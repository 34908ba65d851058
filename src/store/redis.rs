//! Redis-backed counters shared across service instances.

use std::time::Duration;

use async_trait::async_trait;
use redis::AsyncCommands;
use redis::aio::ConnectionManager;
use tracing::{info, warn};

use super::{CounterStore, StoreError};

/// `INCR` + `EXPIRE` over a reconnecting connection.
#[derive(Clone)]
pub struct RedisStore {
    conn: ConnectionManager,
}

impl RedisStore {
    /// Connect to `url`.
    ///
    /// # Errors
    /// Fails on an invalid URL or when the initial connection cannot be made.
    pub async fn connect(url: &str) -> Result<Self, StoreError> {
        let client = redis::Client::open(url)?;
        let conn = ConnectionManager::new(client).await?;
        info!("Connected to Redis");
        Ok(Self { conn })
    }
}

#[async_trait]
impl CounterStore for RedisStore {
    async fn increment(&self, key: &str) -> Result<u64, StoreError> {
        let mut conn = self.conn.clone();
        let count: u64 = conn.incr(key, 1_u64).await?;
        Ok(count)
    }

    async fn expire(&self, key: &str, ttl: Duration) -> Result<(), StoreError> {
        let mut conn = self.conn.clone();
        let seconds = i64::try_from(ttl.as_secs().max(1)).unwrap_or(i64::MAX);
        let _: bool = conn.expire(key, seconds).await?;
        Ok(())
    }

    async fn has_expiry(&self, key: &str) -> Result<bool, StoreError> {
        let mut conn = self.conn.clone();
        // TTL is -2 for a missing key and -1 for one without expiry.
        let ttl: i64 = conn.ttl(key).await?;
        Ok(ttl >= 0)
    }

    async fn health_check(&self) -> bool {
        let mut conn = self.conn.clone();
        let pong: Result<String, _> = redis::cmd("PING").query_async(&mut conn).await;
        pong.inspect_err(|e| warn!(error = %e, "Redis health check failed"))
            .is_ok()
    }
}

· · ·

REQUIREMENT
Write down the full listing again, exactly.

RESPONSE FOR THIS EXERCISE
repository 34908ba65d851058
filename src/store/redis.rs
//! Redis-backed counters shared across service instances.

use std::time::Duration;

use async_trait::async_trait;
use redis::AsyncCommands;
use redis::aio::ConnectionManager;
use tracing::{info, warn};

use super::{CounterStore, StoreError};

/// `INCR` + `EXPIRE` over a reconnecting connection.
#[derive(Clone)]
pub struct RedisStore {
    conn: ConnectionManager,
}

impl RedisStore {
    /// Connect to `url`.
    ///
    /// # Errors
    /// Fails on an invalid URL or when the initial connection cannot be made.
    pub async fn connect(url: &str) -> Result<Self, StoreError> {
        let client = redis::Client::open(url)?;
        let conn = ConnectionManager::new(client).await?;
        info!("Connected to Redis");
        Ok(Self { conn })
    }
}

#[async_trait]
impl CounterStore for RedisStore {
    async fn increment(&self, key: &str) -> Result<u64, StoreError> {
        let mut conn = self.conn.clone();
        let count: u64 = conn.incr(key, 1_u64).await?;
        Ok(count)
    }

    async fn expire(&self, key: &str, ttl: Duration) -> Result<(), StoreError> {
        let mut conn = self.conn.clone();
        let seconds = i64::try_from(ttl.as_secs().max(1)).unwrap_or(i64::MAX);
        let _: bool = conn.expire(key, seconds).await?;
        Ok(())
    }

    async fn has_expiry(&self, key: &str) -> Result<bool, StoreError> {
        let mut conn = self.conn.clone();
        // TTL is -2 for a missing key and -1 for one without expiry.
        let ttl: i64 = conn.ttl(key).await?;
        Ok(ttl >= 0)
    }

    async fn health_check(&self) -> bool {
        let mut conn = self.conn.clone();
        let pong: Result<String, _> = redis::cmd("PING").query_async(&mut conn).await;
        pong.inspect_err(|e| warn!(error = %e, "Redis health check failed"))
            .is_ok()
    }
}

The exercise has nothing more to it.